# Some help



## mizzoueng (Aug 30, 2006)

I need to calculate the output temperature of a deaerator. I know the input mass flow rates and enthalpys, is there a way to determine the output Temperature from this?


----------



## TouchDown (Aug 30, 2006)

From MERM, it looks like the function of the Deaerator is basically a high pressure Feedwater heater in mixing both steam and feedwater... The attempt is to bring the mix to a saturated temperature (at pressure) where the gas solubility is zero.

If you can bring water to saturation, then entrained gases want to come out.

Assuming it's working properly, I would think you could almost assume that the exit temp is NEAR saturation (or like) at pressure. Use steam tables to find sat. temp.

If it's more than a ballpark, and you want to confirm that it's working properly, then adiabatic energy balance says:

Mdotwater(enthalpywater) + Mdotsteam(enthalpysteam) = Mdotmix(enthalpymix)

Assuming that it's saturated water, and you know mass fractions, then solve for enthalpy of mix and see if it matches the saturation temp AT the pressure you're operating.

Just a guess. I don't work with these, just attempting to understand what MERM says. Good Luck.


----------



## TouchDown (Aug 30, 2006)

Gimme some numbers and let's see if I come up with similar. I have a steam table here.


----------



## mizzoueng (Aug 30, 2006)

I have 7 flows going into the deaerator. All are steam returns off turbines, except one is a fresh water intake (or make-up).

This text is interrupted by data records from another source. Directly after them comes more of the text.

use super::*;
use crate::types::{ChatRole, ChatTurn};
use serde::{Deserialize, Serialize};
use std::time::{Duration, Instant};

/// Ollama provider implementation, talking to the local chat API
pub struct OllamaProvider {
    base_url: String,
    model: String,
    timeout: Duration,
    client: reqwest::Client,
}

impl OllamaProvider {
    /// Create a new Ollama provider with the given base URL and model
    pub fn new(base_url: String, model: String, timeout: Duration) -> Self {
        let client = reqwest::Client::builder()
            .timeout(Duration::from_secs(60))
            .build()
            .unwrap_or_default();

        Self {
            base_url,
            model,
            timeout,
            client,
        }
    }
}

#[derive(Debug, Serialize)]
struct OllamaChatRequest {
    model: String,
    messages: Vec<OllamaMessage>,
    stream: bool,
}

#[derive(Debug, Serialize, Deserialize)]
struct OllamaMessage {
    role: String,
    content: String,
}

#[derive(Debug, Deserialize)]
struct OllamaChatResponse {
    message: OllamaMessage,
    #[serde(default)]
    #[allow(dead_code)] // Part of Ollama API response format
    done: bool,
}

fn role_str(role: ChatRole) -> &'static str {
    match role {
        ChatRole::System => "system",
        ChatRole::User => "user",
        ChatRole::Assistant => "assistant",
    }
}

#[async_trait]
impl ReasoningProvider for OllamaProvider {
    async fn complete(
        &self,
        prompt: &str,
        session_key: &str,
        context: &[ChatTurn],
    ) -> LlmResult<String> {
        let start = Instant::now();

        let mut messages: Vec<OllamaMessage> = context
            .iter()
            .map(|turn| OllamaMessage {
                role: role_str(turn.role).to_string(),
                content: turn.content.clone(),
            })
            .collect();

        if !prompt.is_empty() {
            messages.push(OllamaMessage {
                role: "user".to_string(),
                content: prompt.to_string(),
            });
        }

        let request = OllamaChatRequest {
            model: self.model.clone(),
            messages,
            stream: false,
        };

        let url = format!("{}/api/chat", self.base_url);

        let response = tokio::time::timeout(
            self.timeout,
            self.client.post(&url).json(&request).send(),
        )
        .await
        .map_err(|_| LlmError::Timeout(self.timeout))?
        .map_err(|e| LlmError::ApiError(e.to_string()))?;

        if !response.status().is_success() {
            return Err(LlmError::ApiError(format!(
                "Ollama API returned status: {}",
                response.status()
            )));
        }

        let chat_response: OllamaChatResponse = response
            .json()
            .await
            .map_err(|e| LlmError::ParseError(e.to_string()))?;

        tracing::debug!(
            "Ollama reply for session {} in {}ms",
            session_key,
            start.elapsed().as_millis()
        );

        Ok(chat_response.message.content.trim().to_string())
    }

    fn name(&self) -> &str {
        "ollama"
    }
}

1. 3687 lb/hr @ 724F @ 1360 btu/lb

2. 33564 lb/hr @ 489.6F @ 1204.1 btu/lb

3. 50355 lb/hr @ 489.6F @ 1204.1 btu/lb

4. 537989 lb/hr @ 485.64F @471.1 btu/lb

5. 15071 lb/hr @ ___ @ 1197.8 btu/lb

6. 159566 lb/hr @ ___ @ 350.6 btu/lb

7. 400000 lb/hr @ 70F @ 28.08 btu/lb &lt;----- water

I know the output is 1262589 lb/hr @ 348.24 btu/lb

And I assume MERM is "mechanical engineers reference manual", where can i get this holy grail? amazon?


----------



## TouchDown (Aug 30, 2006)

Since you have so much information on the exit already, do you know the exit pressure? That pressure would allow us to identify the MIX of outgoing. If you assume it's saturated liquid - it would correlate with 375 deg. F exit - steam table.

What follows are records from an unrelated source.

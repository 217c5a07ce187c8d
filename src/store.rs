//! Session registry: one active game per session key, plus the per-session
//! inactivity timer bookkeeping.

use crate::error::GameError;
use crate::types::{ChatTurn, QuestionRecord, SessionKey};
use std::collections::HashMap;
use std::sync::{Arc, Mutex as StdMutex};
use tokio::sync::{Mutex, RwLock};
use tokio::task::AbortHandle;

/// Mutable state of one running game
pub struct GameSession {
    pub record: QuestionRecord,
    pub question_count: u32,
    /// Conversation turns for the reasoning-service adapter. The first
    /// entry, when present, is the system framing for the current record.
    pub context: Vec<ChatTurn>,
}

impl GameSession {
    pub fn new(record: QuestionRecord, framing: Option<ChatTurn>) -> Self {
        Self {
            record,
            question_count: 0,
            context: framing.into_iter().collect(),
        }
    }

    /// Swap in a new puzzle: question count back to zero and the context
    /// replaced wholesale with the new record's framing.
    pub fn replace_record(&mut self, record: QuestionRecord, framing: Option<ChatTurn>) {
        self.record = record;
        self.question_count = 0;
        self.context = framing.into_iter().collect();
    }
}

/// Timer slot with a generation counter. Every reset bumps the generation,
/// so a fired timer task can detect it has been superseded and stand down
/// instead of expiring a session that just showed activity.
struct TimerSlot {
    generation: u64,
    handle: Option<AbortHandle>,
}

/// One registry entry. The `game` mutex is held for the duration of a turn,
/// which serializes concurrent inputs for the same session key.
pub struct SessionHandle {
    pub game: Mutex<GameSession>,
    timer: StdMutex<TimerSlot>,
}

impl SessionHandle {
    fn new(game: GameSession) -> Self {
        Self {
            game: Mutex::new(game),
            timer: StdMutex::new(TimerSlot {
                generation: 0,
                handle: None,
            }),
        }
    }

    /// Start a new timer generation, aborting any previous timer task.
    /// The caller spawns the task and attaches its handle under the
    /// returned generation.
    pub fn begin_timer(&self) -> u64 {
        let mut slot = self.timer.lock().expect("timer slot poisoned");
        if let Some(handle) = slot.handle.take() {
            handle.abort();
        }
        slot.generation += 1;
        slot.generation
    }

    pub fn attach_timer(&self, generation: u64, handle: AbortHandle) {
        let mut slot = self.timer.lock().expect("timer slot poisoned");
        if slot.generation == generation {
            slot.handle = Some(handle);
        } else {
            // A newer reset won the race; this task is already obsolete
            handle.abort();
        }
    }

    /// Called by a fired timer task. True iff this task's generation is
    /// still current, in which case the slot is cleared and the caller owns
    /// the expiry transition.
    pub fn try_expire(&self, generation: u64) -> bool {
        let mut slot = self.timer.lock().expect("timer slot poisoned");
        if slot.generation == generation {
            slot.handle = None;
            true
        } else {
            false
        }
    }

    fn cancel_timer(&self) {
        let mut slot = self.timer.lock().expect("timer slot poisoned");
        slot.generation += 1;
        if let Some(handle) = slot.handle.take() {
            handle.abort();
        }
    }
}

/// Concurrency-safe registry mapping session keys to active games
pub struct SessionStore {
    sessions: RwLock<HashMap<SessionKey, Arc<SessionHandle>>>,
}

impl SessionStore {
    pub fn new() -> Self {
        Self {
            sessions: RwLock::new(HashMap::new()),
        }
    }

    /// Register a new session. Fails if the key already has one; the check
    /// and insert happen under a single write lock, so exactly one of two
    /// concurrent creates for the same key can succeed.
    pub async fn create(
        &self,
        key: &SessionKey,
        game: GameSession,
    ) -> Result<Arc<SessionHandle>, GameError> {
        let mut sessions = self.sessions.write().await;
        if sessions.contains_key(key) {
            return Err(GameError::SessionConflict);
        }
        let handle = Arc::new(SessionHandle::new(game));
        sessions.insert(key.clone(), Arc::clone(&handle));
        Ok(handle)
    }

    pub async fn get(&self, key: &SessionKey) -> Option<Arc<SessionHandle>> {
        self.sessions.read().await.get(key).cloned()
    }

    /// True iff `handle` is still the registered session for `key`. Used to
    /// re-validate after a suspension point: the session may have been
    /// removed, or even removed and replaced, while a service call was in
    /// flight.
    pub async fn still_active(&self, key: &SessionKey, handle: &Arc<SessionHandle>) -> bool {
        self.sessions
            .read()
            .await
            .get(key)
            .is_some_and(|current| Arc::ptr_eq(current, handle))
    }

    /// Remove a session, cancelling its timer. Idempotent: removing an
    /// absent key is a no-op returning None.
    pub async fn remove(&self, key: &SessionKey) -> Option<Arc<SessionHandle>> {
        let handle = self.sessions.write().await.remove(key)?;
        handle.cancel_timer();
        Some(handle)
    }

    /// Remove a session only if `handle` is still the one registered under
    /// `key`. Terminal transitions (correct guess, exhausted budget, timer
    /// expiry) go through this so a racing removal-and-restart never tears
    /// down the wrong session.
    pub async fn remove_matching(
        &self,
        key: &SessionKey,
        handle: &Arc<SessionHandle>,
    ) -> Option<Arc<SessionHandle>> {
        let mut sessions = self.sessions.write().await;
        let current = sessions.get(key)?;
        if !Arc::ptr_eq(current, handle) {
            return None;
        }
        let removed = sessions.remove(key)?;
        drop(sessions);
        removed.cancel_timer();
        Some(removed)
    }

    /// Snapshot of all active keys. Taken before iterating for mass
    /// termination, so concurrent creations during the sweep are unaffected.
    pub async fn keys(&self) -> Vec<SessionKey> {
        self.sessions.read().await.keys().cloned().collect()
    }

    /// Remove every session, cancelling all timers. Used at shutdown.
    pub async fn drain(&self) -> usize {
        let drained: Vec<_> = self.sessions.write().await.drain().collect();
        for (_, handle) in &drained {
            handle.cancel_timer();
        }
        drained.len()
    }

    pub async fn len(&self) -> usize {
        self.sessions.read().await.len()
    }

    pub async fn is_empty(&self) -> bool {
        self.sessions.read().await.is_empty()
    }
}

impl Default for SessionStore {
    fn default() -> Self {
        Self::new()
    }
}

#[cfg(test)]
mod tests {
    use super::*;
    use crate::bank::QuestionBank;

    fn sample_session() -> GameSession {
        let record = QuestionBank::builtin().records()[0].clone();
        GameSession::new(record, None)
    }

    #[tokio::test]
    async fn test_create_and_get() {
        let store = SessionStore::new();
        let key = "group-1".to_string();

        assert!(store.get(&key).await.is_none());
        store.create(&key, sample_session()).await.unwrap();

        let handle = store.get(&key).await.expect("session registered");
        assert_eq!(handle.game.lock().await.question_count, 0);
    }

    #[tokio::test]
    async fn test_create_conflict() {
        let store = SessionStore::new();
        let key = "group-1".to_string();

        store.create(&key, sample_session()).await.unwrap();
        let result = store.create(&key, sample_session()).await;
        assert!(matches!(result, Err(GameError::SessionConflict)));
    }

    #[tokio::test]
    async fn test_concurrent_creates_yield_one_session() {
        let store = Arc::new(SessionStore::new());
        let key = "group-1".to_string();

        let mut tasks = Vec::new();
        for _ in 0..8 {
            let store = Arc::clone(&store);
            let key = key.clone();
            tasks.push(tokio::spawn(async move {
                store.create(&key, sample_session()).await.is_ok()
            }));
        }

        let mut successes = 0;
        for task in tasks {
            if task.await.unwrap() {
                successes += 1;
            }
        }
        assert_eq!(successes, 1);
        assert_eq!(store.len().await, 1);
    }

    #[tokio::test]
    async fn test_remove_is_idempotent() {
        let store = SessionStore::new();
        let key = "group-1".to_string();

        store.create(&key, sample_session()).await.unwrap();
        assert!(store.remove(&key).await.is_some());
        assert!(store.remove(&key).await.is_none());
        assert!(store.remove(&"never-existed".to_string()).await.is_none());
    }

    #[tokio::test]
    async fn test_still_active_detects_replacement() {
        let store = SessionStore::new();
        let key = "group-1".to_string();

        let first = store.create(&key, sample_session()).await.unwrap();
        assert!(store.still_active(&key, &first).await);

        store.remove(&key).await;
        assert!(!store.still_active(&key, &first).await);

        // A new session under the same key is a different handle
        let second = store.create(&key, sample_session()).await.unwrap();
        assert!(!store.still_active(&key, &first).await);
        assert!(store.still_active(&key, &second).await);
    }

    #[tokio::test]
    async fn test_drain_clears_everything() {
        let store = SessionStore::new();
        for i in 0..3 {
            store
                .create(&format!("key-{i}"), sample_session())
                .await
                .unwrap();
        }
        assert_eq!(store.drain().await, 3);
        assert!(store.is_empty().await);
    }

    #[tokio::test]
    async fn test_timer_generation_supersedes_stale_task() {
        let store = SessionStore::new();
        let key = "group-1".to_string();
        let handle = store.create(&key, sample_session()).await.unwrap();

        let first_generation = handle.begin_timer();
        let second_generation = handle.begin_timer();
        assert!(second_generation > first_generation);

        // The superseded generation must not win the expiry
        assert!(!handle.try_expire(first_generation));
        assert!(handle.try_expire(second_generation));
        // And expiry is claimed at most once
        assert!(!handle.try_expire(second_generation));
    }
}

PS - doing the Mdot x h calcs, your inputs add up to 4.45E8 Btu/hr, whereas exit equals 4.39E8 Btu/hr, which shows you that it's not truely adiabatic. It's approximately 98.8% energy efficient? Just looking at energy loss through heat loss.

The deaerators are supposed to be exit of saturated liquid. If that's not the case, you need to increase water flow, right?

Incoming steam looks to be superheated on the first three inputs - running at around 620-620psi. Item #4 is almost saturated and running at near 593 psi. The other 2 are not known because of unknown temps.


----------



## mizzoueng (Aug 30, 2006)

I figured out some of it. Turns out I did not consider 4, 6, and 7 as saturated liquids but as saturated vapors. Once I figured that out and did a little research on the feedwater heaters they were going through I was able to back calculate the enthalpys and temperature and then verify them and the pressure with SteamTab.

I have much to learn. Feels like college did nothing and I am starting over.

BTW, where did you get your copy of MERM?


----------



## TouchDown (Aug 30, 2006)

Doubtful that anyone that has passed the ME PE exam would ever really get rid of the book. Plus, you'll want a relatively new published revision.

"the other board" is the place to get it along with other study materials. If anyone has other options to recommend, then here's where to drop the hints.

I really didn't have any issues with "the other board", the MERM was great information (maybe not the best test preparation because of the problem formulation), but still an extremely important reference and knowledge building tool.

YOu can see a lot of links to "the other board" around.

I think it's ppi2pass.com

Later and good luck. One recommendation - when tackling problems, make sure to write out and validate assumptions. Sounds like you have a good tool to evaluate data - was my number (guess) even close?


----------



## mizzoueng (Aug 30, 2006)

I calculated it at 434 Deg F. My boss is going to Double check my work for me so I guess we will see.


----------



## TouchDown (Aug 31, 2006)

From steam tables, the 434 deg. F output result and 348.24 btu/lb enthalpy would mean that the water is liquid and not completely saturated.

My assumption was that you were at the point of saturation. &lt;_&lt; Probably a bad assumption.


----------